- Exercise description
Every record below must be set down again exactly as given.

======== The data ========

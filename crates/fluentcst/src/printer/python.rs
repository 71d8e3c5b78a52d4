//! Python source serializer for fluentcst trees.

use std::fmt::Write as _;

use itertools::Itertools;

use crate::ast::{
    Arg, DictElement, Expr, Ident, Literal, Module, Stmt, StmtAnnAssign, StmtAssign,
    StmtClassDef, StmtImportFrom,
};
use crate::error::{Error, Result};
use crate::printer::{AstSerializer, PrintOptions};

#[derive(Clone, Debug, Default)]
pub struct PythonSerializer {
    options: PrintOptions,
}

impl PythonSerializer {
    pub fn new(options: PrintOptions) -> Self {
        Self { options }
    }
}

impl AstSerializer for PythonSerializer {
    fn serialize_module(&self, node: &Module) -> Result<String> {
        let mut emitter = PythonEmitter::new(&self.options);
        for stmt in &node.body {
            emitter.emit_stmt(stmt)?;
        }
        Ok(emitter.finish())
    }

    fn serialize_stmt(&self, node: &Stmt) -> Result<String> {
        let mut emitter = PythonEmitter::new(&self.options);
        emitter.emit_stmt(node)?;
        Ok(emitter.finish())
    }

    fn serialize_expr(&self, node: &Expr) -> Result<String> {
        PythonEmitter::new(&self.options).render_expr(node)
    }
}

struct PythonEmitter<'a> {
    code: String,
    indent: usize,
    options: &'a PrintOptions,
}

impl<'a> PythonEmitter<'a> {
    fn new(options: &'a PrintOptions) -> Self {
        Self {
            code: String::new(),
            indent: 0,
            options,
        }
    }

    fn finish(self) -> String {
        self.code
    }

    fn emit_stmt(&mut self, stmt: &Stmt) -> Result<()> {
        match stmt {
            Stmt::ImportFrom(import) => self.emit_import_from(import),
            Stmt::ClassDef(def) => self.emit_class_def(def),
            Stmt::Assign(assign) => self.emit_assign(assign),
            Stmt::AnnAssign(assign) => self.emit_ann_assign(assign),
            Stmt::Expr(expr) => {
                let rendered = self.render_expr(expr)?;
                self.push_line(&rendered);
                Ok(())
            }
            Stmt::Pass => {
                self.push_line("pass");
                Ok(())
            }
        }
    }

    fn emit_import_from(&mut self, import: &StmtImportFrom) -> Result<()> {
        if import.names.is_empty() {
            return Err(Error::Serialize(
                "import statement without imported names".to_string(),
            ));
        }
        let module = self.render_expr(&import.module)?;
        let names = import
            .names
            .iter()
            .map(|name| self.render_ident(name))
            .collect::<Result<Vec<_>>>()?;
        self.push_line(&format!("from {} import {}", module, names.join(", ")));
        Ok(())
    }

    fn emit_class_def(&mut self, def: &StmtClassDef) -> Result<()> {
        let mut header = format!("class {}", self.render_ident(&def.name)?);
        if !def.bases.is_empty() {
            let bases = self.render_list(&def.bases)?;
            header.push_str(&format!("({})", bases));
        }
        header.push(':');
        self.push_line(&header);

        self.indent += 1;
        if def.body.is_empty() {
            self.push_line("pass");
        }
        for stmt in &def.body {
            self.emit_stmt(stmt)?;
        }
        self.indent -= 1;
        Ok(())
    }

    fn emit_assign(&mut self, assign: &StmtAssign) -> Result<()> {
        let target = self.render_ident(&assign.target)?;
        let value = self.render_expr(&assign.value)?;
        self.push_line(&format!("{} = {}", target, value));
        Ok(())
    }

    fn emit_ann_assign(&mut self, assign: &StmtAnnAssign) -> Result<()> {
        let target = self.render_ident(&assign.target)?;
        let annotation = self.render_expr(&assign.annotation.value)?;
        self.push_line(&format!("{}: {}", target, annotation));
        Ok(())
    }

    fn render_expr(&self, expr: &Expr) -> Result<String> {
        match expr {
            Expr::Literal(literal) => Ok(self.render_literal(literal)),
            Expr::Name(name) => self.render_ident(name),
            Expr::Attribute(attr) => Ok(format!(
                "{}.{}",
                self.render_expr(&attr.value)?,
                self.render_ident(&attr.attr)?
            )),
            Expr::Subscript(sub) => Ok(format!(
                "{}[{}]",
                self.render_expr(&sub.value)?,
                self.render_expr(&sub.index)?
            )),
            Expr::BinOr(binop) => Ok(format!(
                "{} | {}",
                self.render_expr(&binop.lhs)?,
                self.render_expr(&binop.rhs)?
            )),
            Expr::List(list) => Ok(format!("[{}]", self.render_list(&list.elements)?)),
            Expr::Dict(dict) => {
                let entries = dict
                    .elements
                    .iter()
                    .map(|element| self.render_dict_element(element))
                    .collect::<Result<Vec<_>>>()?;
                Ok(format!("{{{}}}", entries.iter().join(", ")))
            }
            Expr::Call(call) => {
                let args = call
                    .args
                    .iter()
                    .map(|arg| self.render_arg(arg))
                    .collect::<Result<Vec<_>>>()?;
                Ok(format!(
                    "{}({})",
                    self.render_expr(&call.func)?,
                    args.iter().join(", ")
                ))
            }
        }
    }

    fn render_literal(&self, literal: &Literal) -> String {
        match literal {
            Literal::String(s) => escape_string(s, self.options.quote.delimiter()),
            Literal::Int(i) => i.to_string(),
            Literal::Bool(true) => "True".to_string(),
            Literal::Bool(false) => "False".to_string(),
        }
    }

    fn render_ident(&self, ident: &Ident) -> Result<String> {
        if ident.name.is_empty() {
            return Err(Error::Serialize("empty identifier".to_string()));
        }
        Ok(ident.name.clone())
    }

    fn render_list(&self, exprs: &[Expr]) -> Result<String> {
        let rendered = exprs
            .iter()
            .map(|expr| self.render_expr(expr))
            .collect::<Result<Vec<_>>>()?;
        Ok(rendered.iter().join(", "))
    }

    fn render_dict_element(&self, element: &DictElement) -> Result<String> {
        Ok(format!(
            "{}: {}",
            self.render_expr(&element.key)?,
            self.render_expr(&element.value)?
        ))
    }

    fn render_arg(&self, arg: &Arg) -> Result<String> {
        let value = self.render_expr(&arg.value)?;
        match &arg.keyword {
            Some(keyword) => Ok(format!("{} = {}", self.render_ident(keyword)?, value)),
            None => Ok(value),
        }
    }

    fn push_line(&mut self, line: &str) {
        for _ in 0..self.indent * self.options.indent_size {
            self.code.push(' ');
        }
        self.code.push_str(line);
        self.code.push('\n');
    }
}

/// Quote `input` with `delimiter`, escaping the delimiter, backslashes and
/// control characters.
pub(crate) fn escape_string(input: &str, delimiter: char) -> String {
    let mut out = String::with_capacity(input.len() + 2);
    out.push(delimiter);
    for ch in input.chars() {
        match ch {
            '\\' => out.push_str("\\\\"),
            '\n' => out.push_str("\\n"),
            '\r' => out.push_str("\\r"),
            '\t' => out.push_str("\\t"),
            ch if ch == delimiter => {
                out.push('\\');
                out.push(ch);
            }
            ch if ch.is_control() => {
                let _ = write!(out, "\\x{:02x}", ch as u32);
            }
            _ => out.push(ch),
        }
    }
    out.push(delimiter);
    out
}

========

- Solution to this task
filename crates/fluentcst/src/printer/python.rs
repository 71d8e3c5b78a52d4
//! Python source serializer for fluentcst trees.

use std::fmt::Write as _;

use itertools::Itertools;

use crate::ast::{
    Arg, DictElement, Expr, Ident, Literal, Module, Stmt, StmtAnnAssign, StmtAssign,
    StmtClassDef, StmtImportFrom,
};
use crate::error::{Error, Result};
use crate::printer::{AstSerializer, PrintOptions};

#[derive(Clone, Debug, Default)]
pub struct PythonSerializer {
    options: PrintOptions,
}

impl PythonSerializer {
    pub fn new(options: PrintOptions) -> Self {
        Self { options }
    }
}

impl AstSerializer for PythonSerializer {
    fn serialize_module(&self, node: &Module) -> Result<String> {
        let mut emitter = PythonEmitter::new(&self.options);
        for stmt in &node.body {
            emitter.emit_stmt(stmt)?;
        }
        Ok(emitter.finish())
    }

    fn serialize_stmt(&self, node: &Stmt) -> Result<String> {
        let mut emitter = PythonEmitter::new(&self.options);
        emitter.emit_stmt(node)?;
        Ok(emitter.finish())
    }

    fn serialize_expr(&self, node: &Expr) -> Result<String> {
        PythonEmitter::new(&self.options).render_expr(node)
    }
}

struct PythonEmitter<'a> {
    code: String,
    indent: usize,
    options: &'a PrintOptions,
}

impl<'a> PythonEmitter<'a> {
    fn new(options: &'a PrintOptions) -> Self {
        Self {
            code: String::new(),
            indent: 0,
            options,
        }
    }

    fn finish(self) -> String {
        self.code
    }

    fn emit_stmt(&mut self, stmt: &Stmt) -> Result<()> {
        match stmt {
            Stmt::ImportFrom(import) => self.emit_import_from(import),
            Stmt::ClassDef(def) => self.emit_class_def(def),
            Stmt::Assign(assign) => self.emit_assign(assign),
            Stmt::AnnAssign(assign) => self.emit_ann_assign(assign),
            Stmt::Expr(expr) => {
                let rendered = self.render_expr(expr)?;
                self.push_line(&rendered);
                Ok(())
            }
            Stmt::Pass => {
                self.push_line("pass");
                Ok(())
            }
        }
    }

    fn emit_import_from(&mut self, import: &StmtImportFrom) -> Result<()> {
        if import.names.is_empty() {
            return Err(Error::Serialize(
                "import statement without imported names".to_string(),
            ));
        }
        let module = self.render_expr(&import.module)?;
        let names = import
            .names
            .iter()
            .map(|name| self.render_ident(name))
            .collect::<Result<Vec<_>>>()?;
        self.push_line(&format!("from {} import {}", module, names.join(", ")));
        Ok(())
    }

    fn emit_class_def(&mut self, def: &StmtClassDef) -> Result<()> {
        let mut header = format!("class {}", self.render_ident(&def.name)?);
        if !def.bases.is_empty() {
            let bases = self.render_list(&def.bases)?;
            header.push_str(&format!("({})", bases));
        }
        header.push(':');
        self.push_line(&header);

        self.indent += 1;
        if def.body.is_empty() {
            self.push_line("pass");
        }
        for stmt in &def.body {
            self.emit_stmt(stmt)?;
        }
        self.indent -= 1;
        Ok(())
    }

    fn emit_assign(&mut self, assign: &StmtAssign) -> Result<()> {
        let target = self.render_ident(&assign.target)?;
        let value = self.render_expr(&assign.value)?;
        self.push_line(&format!("{} = {}", target, value));
        Ok(())
    }

    fn emit_ann_assign(&mut self, assign: &StmtAnnAssign) -> Result<()> {
        let target = self.render_ident(&assign.target)?;
        let annotation = self.render_expr(&assign.annotation.value)?;
        self.push_line(&format!("{}: {}", target, annotation));
        Ok(())
    }

    fn render_expr(&self, expr: &Expr) -> Result<String> {
        match expr {
            Expr::Literal(literal) => Ok(self.render_literal(literal)),
            Expr::Name(name) => self.render_ident(name),
            Expr::Attribute(attr) => Ok(format!(
                "{}.{}",
                self.render_expr(&attr.value)?,
                self.render_ident(&attr.attr)?
            )),
            Expr::Subscript(sub) => Ok(format!(
                "{}[{}]",
                self.render_expr(&sub.value)?,
                self.render_expr(&sub.index)?
            )),
            Expr::BinOr(binop) => Ok(format!(
                "{} | {}",
                self.render_expr(&binop.lhs)?,
                self.render_expr(&binop.rhs)?
            )),
            Expr::List(list) => Ok(format!("[{}]", self.render_list(&list.elements)?)),
            Expr::Dict(dict) => {
                let entries = dict
                    .elements
                    .iter()
                    .map(|element| self.render_dict_element(element))
                    .collect::<Result<Vec<_>>>()?;
                Ok(format!("{{{}}}", entries.iter().join(", ")))
            }
            Expr::Call(call) => {
                let args = call
                    .args
                    .iter()
                    .map(|arg| self.render_arg(arg))
                    .collect::<Result<Vec<_>>>()?;
                Ok(format!(
                    "{}({})",
                    self.render_expr(&call.func)?,
                    args.iter().join(", ")
                ))
            }
        }
    }

    fn render_literal(&self, literal: &Literal) -> String {
        match literal {
            Literal::String(s) => escape_string(s, self.options.quote.delimiter()),
            Literal::Int(i) => i.to_string(),
            Literal::Bool(true) => "True".to_string(),
            Literal::Bool(false) => "False".to_string(),
        }
    }

    fn render_ident(&self, ident: &Ident) -> Result<String> {
        if ident.name.is_empty() {
            return Err(Error::Serialize("empty identifier".to_string()));
        }
        Ok(ident.name.clone())
    }

    fn render_list(&self, exprs: &[Expr]) -> Result<String> {
        let rendered = exprs
            .iter()
            .map(|expr| self.render_expr(expr))
            .collect::<Result<Vec<_>>>()?;
        Ok(rendered.iter().join(", "))
    }

    fn render_dict_element(&self, element: &DictElement) -> Result<String> {
        Ok(format!(
            "{}: {}",
            self.render_expr(&element.key)?,
            self.render_expr(&element.value)?
        ))
    }

    fn render_arg(&self, arg: &Arg) -> Result<String> {
        let value = self.render_expr(&arg.value)?;
        match &arg.keyword {
            Some(keyword) => Ok(format!("{} = {}", self.render_ident(keyword)?, value)),
            None => Ok(value),
        }
    }

    fn push_line(&mut self, line: &str) {
        for _ in 0..self.indent * self.options.indent_size {
            self.code.push(' ');
        }
        self.code.push_str(line);
        self.code.push('\n');
    }
}

/// Quote `input` with `delimiter`, escaping the delimiter, backslashes and
/// control characters.
pub(crate) fn escape_string(input: &str, delimiter: char) -> String {
    let mut out = String::with_capacity(input.len() + 2);
    out.push(delimiter);
    for ch in input.chars() {
        match ch {
            '\\' => out.push_str("\\\\"),
            '\n' => out.push_str("\\n"),
            '\r' => out.push_str("\\r"),
            '\t' => out.push_str("\\t"),
            ch if ch == delimiter => {
                out.push('\\');
                out.push(ch);
            }
            ch if ch.is_control() => {
                let _ = write!(out, "\\x{:02x}", ch as u32);
            }
            _ => out.push(ch),
        }
    }
    out.push(delimiter);
    out
}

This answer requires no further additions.